The desolation is palpable, akin to that of a showman performing for an empty auditorium, or that of the last man standing on earth. Their melodies are almost too sweet and simple to foretell catastrophes, and it's in this deception that Simon and Garfunkel's genius precisely lies.

Their protagonist seems to be on the road at all times, often encountering women on the way, like Kathy, Emily, and Cecilia. While some show up in the flesh, others manifest as the different seasons of nature. As Simon the songwriter begs St Cecilia, the patroness of music, to "return home" and help him overcome his alleged creative block, his young protagonist navigates choppy waters with a flighty lover on the surface of the song.

"Making love in the afternoon with Cecilia
Up in my bedroom (making love)
I got up to wash my face
When I come back to bed someone's taken my place"

The artistic couple's unbridled success, however, could barely salvage their relationship from hitting rock bottom. As both of them struggled with insecurities that fomented bitterness, the two were eventually led to their first official fall-out in 1970 (with several subsequent reunions, including the legendary 'Concert at Central Park' in 1981, which saw a footfall of 500,000, making it one of the largest concert attendances in history).

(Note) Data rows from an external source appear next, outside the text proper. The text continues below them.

use std::time::Duration;

use dslog::{Severity, logger_config};
use dslog_timer::{LatencyTimer, time_block};

fn slow_step(logger: &dslog::Logger, ms: u64) {
    let _timer = LatencyTimer::new(logger, format!("slow_step({ms})"));
    std::thread::sleep(Duration::from_millis(ms));
}

fn main() {
    let logger = logger_config()
        .with_level(Severity::Debug)
        .with_timer(true)
        .build();
    let _total = LatencyTimer::with_start_line(&logger, "main");
    for ms in [10, 50, 120] {
        slow_step(&logger, ms);
    }
    let sum = time_block(&logger, "sum", || (0..1_000_000u64).sum::<u64>());
    logger.log_msg(format!("sum = {sum}"));
}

"I created a monster," a jilted Art Garfunkel said to The Telegraph in a 2015 interview about his frenemy Paul.

"He let us all down. I was tired of all the drama...I didn’t feel I could trust him (Garfunkel) any more," Simon was quoted as saying in his biography Paul Simon: The Life, by Robert Hilburn, referring to their final split in 2010 after the New Orleans Jazz Festival performance.

The bridges between the two seemed to have burnt for good, but that barely kept them from achieving dizzying professional heights. From being inducted into the Rock and Roll Hall of Fame in 1990, to creating music that is considered a cultural touchstone, the duo has arguably witnessed far lesser success in their solitary careers. Their song 'America', originally inspired by a five-day-long road trip taken by Simon with his then girlfriend Kathleen Chitty (of 'Kathy's Song'), is a study in disenchantment with the land of promises. It's riddled with a despondency that's typical of postwar literature.

In 2016, senator Bernie Sanders rallied against Donald Trump in the US Presidential elections, borrowing the song for a campaign ad. With visuals of lively faces rooting for the politician set to the echoing refrain of "They've all come to look for America", one could barely deny its haunting, enduring relevance, especially in the backdrop of the polarised times to come.


At the age of 76, Paul Simon announced his retirement from concert tours last year. He delivered his final performance befittingly at a park in Queens — the place where it all began. As Simon and Garfunkel completes 55 years since its official debut, the closest one can hope to get to them today is through a proxy act named 'The Simon and Garfunkel Story'.

An immersive concert-style touring theatrical show conceived in 2014, the two-hour-long performance captures the duo's arcs through life-size projected photos, original film footage, and a band performing their songs live. Undeniably, such acts stand testament to their prolific legacy that's long outgrown them or their troubled chemistry.

Now, in hindsight, I realise the poignancy in my grandfather's musings on what it meant to be "a friend like no other". With humanity running for cover from its own demons, maybe we could all do with a friend "sailing right behind."